● TASK BRIEF
Start at the line below containing "filename tests/api.rs" and stop at the line containing "impl std::fmt::Display for". Repeat every line of that stretch exactly, and nothing outside it.

Saved data entries
========
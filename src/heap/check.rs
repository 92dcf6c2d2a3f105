//! Heap consistency verification.
//!
//! [`Heap::check`] walks the block sequence from prologue to epilogue and
//! then every class list, verifying the structural invariants the allocator
//! relies on between public calls. It is a diagnostic for tests and
//! bring-up: the allocation paths never run it.

use super::block::{Block, DWORD, MIN_BLOCK, OVERHEAD};
use super::classes::{class_of, CLASS_COUNT};
use super::tag::Tag;
use super::Heap;
use crate::region::Region;

use core::ops::Range;

/// A violated heap invariant.
#[derive(Debug, Clone, Copy, PartialEq, Eq)]
pub enum CheckError {
    /// The prologue is missing or mis-tagged.
    BadPrologue,
    /// The block walk did not end in a zero-size allocated epilogue.
    BadEpilogue,
    /// A block's header and footer disagree.
    TagMismatch,
    /// A block size is not a double-word multiple of at least 16.
    BadSize,
    /// A payload address is not 8-aligned.
    MisalignedPayload,
    /// A block span leaves the region.
    OutOfRegion,
    /// Two neighboring blocks are both free.
    AdjacentFreeBlocks,
    /// A class list member is not marked free.
    ListedBlockAllocated,
    /// A class list member's size selects a different class.
    WrongClass,
    /// A member's predecessor link does not point back (or a head carries
    /// a non-zero predecessor offset).
    BrokenBackLink,
    /// A class list has more members than the heap has free blocks.
    UnterminatedList,
    /// The class lists and the block walk disagree about the set of free
    /// blocks.
    UnindexedFreeBlock,
}

impl<R: Region> Heap<R> {
    /// Verify the heap invariants, logging each block when `verbose`.
    ///
    /// Checks, in order: prologue and epilogue well-formedness; per block
    /// header/footer agreement, size validity, payload alignment and region
    /// containment; the absence of adjacent free blocks; and for every
    /// class list its membership (free, correctly sized blocks), link
    /// reciprocity and termination. Finally the number of listed blocks
    /// must equal the number of free blocks seen in the walk.
    pub fn check(&self, verbose: bool) -> Result<(), CheckError> {
        let bounds = self.region.bounds();
        // SAFETY: between public calls every block reachable from the
        // prologue and every list link is valid; each read below is
        // additionally range-checked before the values it yields are used
        // for navigation.
        unsafe {
            if self.first.tag() != Tag::used(OVERHEAD) || self.first.footer_tag() != Tag::used(OVERHEAD)
            {
                return Err(CheckError::BadPrologue);
            }
            if verbose {
                log::trace!("heap ({:#x}..{:#x}):", bounds.start, bounds.end);
                log::trace!("{:#x}: prologue", self.first.addr());
            }

            let mut free_blocks = 0usize;
            let mut prev_free = false;
            let mut cursor = self.first.next();
            while cursor.size() > 0 {
                check_block(cursor, &bounds)?;
                if verbose {
                    log::trace!("{:#x}: {:?}", cursor.addr(), cursor.tag());
                }
                let free = !cursor.is_allocated();
                if free && prev_free {
                    return Err(CheckError::AdjacentFreeBlocks);
                }
                free_blocks += usize::from(free);
                prev_free = free;
                cursor = cursor.next();
            }
            if cursor.tag() != Tag::used(0) {
                return Err(CheckError::BadEpilogue);
            }
            if verbose {
                log::trace!("{:#x}: epilogue", cursor.addr());
            }

            let mut listed = 0usize;
            for class in 0..CLASS_COUNT {
                let mut prev: Option<Block> = None;
                let mut member = self.classes.head(class);
                while let Some(block) = member {
                    listed += 1;
                    if listed > free_blocks {
                        return Err(CheckError::UnterminatedList);
                    }
                    if block.is_allocated() {
                        return Err(CheckError::ListedBlockAllocated);
                    }
                    if class_of(block.size()) != class {
                        return Err(CheckError::WrongClass);
                    }
                    if block.pred() != prev {
                        return Err(CheckError::BrokenBackLink);
                    }
                    prev = Some(block);
                    member = block.succ();
                }
            }
            if listed != free_blocks {
                return Err(CheckError::UnindexedFreeBlock);
            }
        }
        Ok(())
    }
}

/// Structural checks on one walked block, ordered so that every read is
/// justified by the checks before it.
unsafe fn check_block(block: Block, bounds: &Range<usize>) -> Result<(), CheckError> {
    // SAFETY: the caller walked to `block` from the prologue, so its header
    // is inside the region.
    let tag = unsafe { block.tag() };
    let size = tag.size();
    if size % DWORD != 0 || size < MIN_BLOCK {
        return Err(CheckError::BadSize);
    }
    if block.addr() % DWORD != 0 {
        return Err(CheckError::MisalignedPayload);
    }
    let span_end = match block.addr().checked_add(size) {
        Some(end) => end,
        None => return Err(CheckError::OutOfRegion),
    };
    if span_end > bounds.end || block.addr() < bounds.start {
        return Err(CheckError::OutOfRegion);
    }
    // SAFETY: the footer lies in `addr..span_end`, verified in-region above.
    if unsafe { block.footer_tag() } != tag {
        return Err(CheckError::TagMismatch);
    }
    Ok(())
}
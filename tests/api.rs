use segalloc::{Allocator, Arena};

#[test]
fn is_usable_in_const_contexts() {
    // SAFETY: the allocator is never used, so the bogus range is never read
    const _ALLOCATOR1: Allocator<Arena<'static>> =
        unsafe { Allocator::new(Arena::from_raw(0x8000 as *mut u8, 0)) };
    // SAFETY: as above
    static _ALLOCATOR2: Allocator<Arena<'static>> =
        unsafe { Allocator::new(Arena::from_raw(0x8000 as *mut u8, 0)) };
}

#[test]
fn supports_global_alloc() {
    fn assert<T: core::alloc::GlobalAlloc>(_: T) {}
    // SAFETY: the allocator is never used, so the bogus range is never read
    assert(unsafe { Allocator::new(Arena::from_raw(0x8000 as *mut u8, 0)) });
}
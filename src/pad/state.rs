//! # Per-Pad State
//!
//! Working command buffers, the last response and the requested
//! configuration of one pad.

use crate::error::{PadError, Result};
use crate::protocol::command::{
    CONFIG_LEN, ENABLE_MOTORS, MAX_COMMAND_LEN, POLL, POLL_LEN, POLL_MOTOR1_OFFSET,
    POLL_MOTOR2_OFFSET, SET_MODE,
};
use crate::protocol::decoder::{decode_key_state, DeviceMode, KeyState};

/// Most pads that can share one bus
pub const MAX_PADS: usize = 2;

/// Logical slot of one pad on the bus
#[derive(Debug, Clone, Copy, PartialEq, Eq, PartialOrd, Ord, Hash)]
pub struct PadChannel(u8);

impl PadChannel {
    pub const fn new(index: u8) -> Self {
        Self(index)
    }

    pub fn index(self) -> usize {
        self.0 as usize
    }
}

impl std::fmt::Display for PadChannel {
    fn fmt(&self, f: &mut std::fmt::Formatter<'_>) -> std::fmt::Result {
        write!(f, "pad{}", self.0)
    }
}

/// Fixed-capacity buffer holding the bytes of the last exchange
///
/// Always replaced as a whole; its length is the length of the command
/// that produced it.
#[derive(Debug, Clone, PartialEq, Eq)]
pub struct ResponseBuffer {
    bytes: [u8; MAX_COMMAND_LEN],
    len: usize,
}

impl Default for ResponseBuffer {
    fn default() -> Self {
        Self {
            bytes: [0u8; MAX_COMMAND_LEN],
            len: 0,
        }
    }
}

impl ResponseBuffer {
    /// Replace the contents with `bytes`
    ///
    /// # Errors
    ///
    /// Returns `InvalidArgument` if `bytes` exceeds the largest command length.
    pub fn replace(&mut self, bytes: &[u8]) -> Result<()> {
        if bytes.len() > MAX_COMMAND_LEN {
            return Err(PadError::InvalidArgument(format!(
                "response of {} bytes exceeds maximum {}",
                bytes.len(),
                MAX_COMMAND_LEN
            )));
        }
        self.bytes[..bytes.len()].copy_from_slice(bytes);
        self.bytes[bytes.len()..].fill(0);
        self.len = bytes.len();
        Ok(())
    }

    pub fn as_slice(&self) -> &[u8] {
        &self.bytes[..self.len]
    }

    pub fn len(&self) -> usize {
        self.len
    }

    pub fn is_empty(&self) -> bool {
        self.len == 0
    }
}

/// State of one pad, owned by the pad manager
#[derive(Debug, Clone)]
pub struct PadState {
    pub(crate) poll_command: [u8; POLL_LEN],
    pub(crate) set_mode_command: [u8; CONFIG_LEN],
    pub(crate) enable_motors_command: [u8; CONFIG_LEN],
    pub(crate) last_response: ResponseBuffer,
    pub(crate) analog_enabled: bool,
    pub(crate) lock_enabled: bool,
    pub(crate) motor1_enabled: bool,
    pub(crate) motor2_enabled: bool,
}

impl Default for PadState {
    fn default() -> Self {
        Self::new()
    }
}

impl PadState {
    pub fn new() -> Self {
        Self {
            poll_command: POLL,
            set_mode_command: SET_MODE,
            enable_motors_command: ENABLE_MOTORS,
            last_response: ResponseBuffer::default(),
            analog_enabled: false,
            lock_enabled: false,
            motor1_enabled: false,
            motor2_enabled: false,
        }
    }

    /// Poll command sent every cycle, motor levels included
    pub fn poll_command(&self) -> &[u8; POLL_LEN] {
        &self.poll_command
    }

    /// Bytes received by the most recent exchange
    pub fn last_response(&self) -> &[u8] {
        self.last_response.as_slice()
    }

    /// Decode the most recent response
    pub fn key_state(&self) -> KeyState {
        decode_key_state(self.last_response())
    }

    /// Mode announced by the most recent response
    pub fn device_mode(&self) -> DeviceMode {
        DeviceMode::of_response(self.last_response())
    }

    pub fn analog_enabled(&self) -> bool {
        self.analog_enabled
    }

    pub fn lock_enabled(&self) -> bool {
        self.lock_enabled
    }

    pub fn motor1_enabled(&self) -> bool {
        self.motor1_enabled
    }

    pub fn motor2_enabled(&self) -> bool {
        self.motor2_enabled
    }

    /// Motor levels carried by the next poll
    pub fn motor_levels(&self) -> (u8, u8) {
        (
            self.poll_command[POLL_MOTOR1_OFFSET],
            self.poll_command[POLL_MOTOR2_OFFSET],
        )
    }

    /// Write motor levels into the poll command
    ///
    /// The small motor only runs full on or off, the large one takes any level.
    pub(crate) fn set_motor_levels(&mut self, motor1_on: bool, motor2_level: u8) {
        self.poll_command[POLL_MOTOR1_OFFSET] = if motor1_on { 0xFF } else { 0x00 };
        self.poll_command[POLL_MOTOR2_OFFSET] = motor2_level;
    }
}
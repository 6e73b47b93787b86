//! # Error Types
//!
//! Custom error types for psxpad using `thiserror`.

use thiserror::Error;

/// Main error type for psxpad
#[derive(Debug, Error)]
pub enum PadError {
    /// Caller passed a value the protocol engine cannot act on
    /// (channel out of range, empty command, unsupported pad count).
    /// Recoverable: no bytes were put on the bus.
    #[error("Invalid argument: {0}")]
    InvalidArgument(String),

    /// Bus-level fault reported by the transport. The bus state is unknown
    /// afterwards, so the session should end.
    #[error("Transport failure: {0}")]
    Transport(String),

    /// Configuration errors
    #[error("Configuration error: {0}")]
    Config(#[from] toml::de::Error),

    /// I/O errors
    #[error("I/O error: {0}")]
    Io(#[from] std::io::Error),
}

impl PadError {
    /// True when the error leaves the bus in an unknown state.
    pub fn is_fatal(&self) -> bool {
        matches!(self, PadError::Transport(_))
    }
}

/// Result type alias for psxpad
pub type Result<T> = std::result::Result<T, PadError>;

#[cfg(test)]
mod tests {
    use super::*;

    #[test]
    fn test_transport_failure_is_fatal() {
        assert!(PadError::Transport("bus busy".to_string()).is_fatal());
        assert!(!PadError::InvalidArgument("channel 3".to_string()).is_fatal());
    }

    #[test]
    fn test_error_messages() {
        let err = PadError::InvalidArgument("channel 2 out of range".to_string());
        assert_eq!(err.to_string(), "Invalid argument: channel 2 out of range");

        let err = PadError::Transport("ioctl failed".to_string());
        assert_eq!(err.to_string(), "Transport failure: ioctl failed");
    }
}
========
● PROBLEM SOLUTION
filename tests/api.rs
use segalloc::{Allocator, Arena};

#[test]
fn is_usable_in_const_contexts() {
    // SAFETY: the allocator is never used, so the bogus range is never read
    const _ALLOCATOR1: Allocator<Arena<'static>> =
        unsafe { Allocator::new(Arena::from_raw(0x8000 as *mut u8, 0)) };
    // SAFETY: as above
    static _ALLOCATOR2: Allocator<Arena<'static>> =
        unsafe { Allocator::new(Arena::from_raw(0x8000 as *mut u8, 0)) };
}

#[test]
fn supports_global_alloc() {
    fn assert<T: core::alloc::GlobalAlloc>(_: T) {}
    // SAFETY: the allocator is never used, so the bogus range is never read
    assert(unsafe { Allocator::new(Arena::from_raw(0x8000 as *mut u8, 0)) });
}
filename src/pad/state.rs
//! # Per-Pad State
//!
//! Working command buffers, the last response and the requested
//! configuration of one pad.

use crate::error::{PadError, Result};
use crate::protocol::command::{
    CONFIG_LEN, ENABLE_MOTORS, MAX_COMMAND_LEN, POLL, POLL_LEN, POLL_MOTOR1_OFFSET,
    POLL_MOTOR2_OFFSET, SET_MODE,
};
use crate::protocol::decoder::{decode_key_state, DeviceMode, KeyState};

/// Most pads that can share one bus
pub const MAX_PADS: usize = 2;

/// Logical slot of one pad on the bus
#[derive(Debug, Clone, Copy, PartialEq, Eq, PartialOrd, Ord, Hash)]
pub struct PadChannel(u8);

impl PadChannel {
    pub const fn new(index: u8) -> Self {
        Self(index)
    }

    pub fn index(self) -> usize {
        self.0 as usize
    }
}

impl std::fmt::Display for PadChannel {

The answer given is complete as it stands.